United States District Court, W.D. North Carolina, Asheville Division

December 31, 2019

GREGORY ARMENTO, Plaintiff,
v.
ASHEVILLE BUNCOMBE COMMUNITY CHRISTIAN MINISTRY, INC., Defendant.

          MEMORANDUM OF DECISION AND ORDER

          Martin Reidinger United States District Judge

         THIS MATTER is before the Court following a bench trial on November 13, 2019. Upon consideration of the testimony and evidence presented by the parties, the Court hereby enters the following Findings of Fact and Conclusions of Law.

         PROCEDURAL BACKGROUND

         On June 12, 2017, the Plaintiff Gregory Armento (“Armento” or the “Plaintiff”) initiated this suit against the Defendant Asheville Buncombe Community Christian Ministry, Inc., (“ABCCM” or the “Defendant”), alleging failure to pay minimum wage and overtime in violation of the Fair Labor Standards Act (“FLSA”), 29 U.S.C. §§ 206 and 207, and the North Carolina Wage and Hour Act (“NCWHA”), N.C. Gen. Stat. §§ 95-25.3 and 95-25.4; record-keeping violations under 29 U.S.C. § 211(c) and N.C. Gen. Stat. § 95-25.13; misclassification of employees under 29 C.F.R. Part 541; retaliation and wrongful termination in violation of 29 U.S.C. §§ 215 and 218c and the North Carolina Retaliatory Employment Discrimination Act (“REDA”), N.C. Gen. Stat. § 95-241; claims under 42 U.S.C. §§ 1983 and 1985; and claims for “duress, undue influence, and illegal contracts” and intentional infliction of emotional distress. [Doc. 1].

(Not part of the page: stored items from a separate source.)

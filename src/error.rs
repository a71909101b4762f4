//! Error taxonomy for the sync engine.
//!
//! Three families of failures flow through [`SyncError`]:
//!
//! - **Configuration errors** ([`SyncError::LocaleCollision`]): fatal, raised
//!   synchronously, never retried. They indicate a setup defect that needs
//!   operator intervention.
//! - **Backend I/O errors** ([`SyncError::Backend`], [`SyncError::Store`]):
//!   propagated upward unmodified. They abort the current stage or batch;
//!   retry policy, if any, belongs to the backend client.
//! - **Lock errors** ([`SyncError::Lock`]): the reindex mutual-exclusion lock
//!   could not be obtained.

use thiserror::Error;

#[derive(Error, Debug)]
pub enum SyncError {
    /// Two distinct locales folded to the same physical index name.
    ///
    /// Index names only keep lowercase ASCII letters, so e.g. `en-US` and
    /// `en_us` both normalize to `enus`. Writing both into one index would
    /// silently corrupt data, so the second locale seen fails hard instead.
    #[error("locale collision: '{second}' and '{first}' both map to index '{index}'")]
    LocaleCollision {
        /// The locale that claimed the index name first.
        first: String,
        /// The locale that collided with it.
        second: String,
        /// The derived physical index name.
        index: String,
    },

    /// Search engine call failed.
    #[error("search backend error: {0}")]
    Backend(String),

    /// Document store call failed.
    #[error("document store error: {0}")]
    Store(String),

    /// Named lock could not be acquired.
    #[error("lock '{0}' could not be acquired")]
    Lock(String),
}

impl SyncError {
    /// Whether this error is a configuration defect (as opposed to a
    /// transient backend failure). Configuration errors must never be
    /// retried.
    #[must_use]
    pub fn is_config_error(&self) -> bool {
        matches!(self, Self::LocaleCollision { .. })
    }
}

         On July 7, 2018, the Defendant filed a motion to dismiss the Plaintiff's claims, except for the NCWHA claim, under Rule 12(b)(6) of the Federal Rules of Civil Procedure, and a motion for partial summary judgment under Rule 56 of the Federal Rules of Civil Procedure on the Plaintiff's FLSA, NCWHA, and REDA claims. [Docs. 46, 49].

         On March 27, 2019, the Court issued an Order granting the Defendant's motion to dismiss with respect to the Plaintiff's claims for record-keeping violations under the FLSA and NCWHA; duress, undue influence, and illegal contracts; intentional infliction of emotion distress; retaliation and wrongful termination under the FLSA and REDA; and violations of 42 U.S.C. §§ 1983 and 1985, but denied the Defendant's motion with respect to the Plaintiff's claims for unpaid wages and overtime violations under the FLSA and NCWHA. [Doc. 66]. In the same Order, the Court granted the Defendant's motion for summary judgment with respect to the Plaintiff's claims for minimum wage and overtime violations under the FLSA but denied the Defendant's motion with respect to the Plaintiff's claims for minimum wage and overtime violations under the NCWHA. [Id.]. As a result, the Plaintiff's only remaining claim is for unpaid wages and overtime violations under the NCWHA. [Id.].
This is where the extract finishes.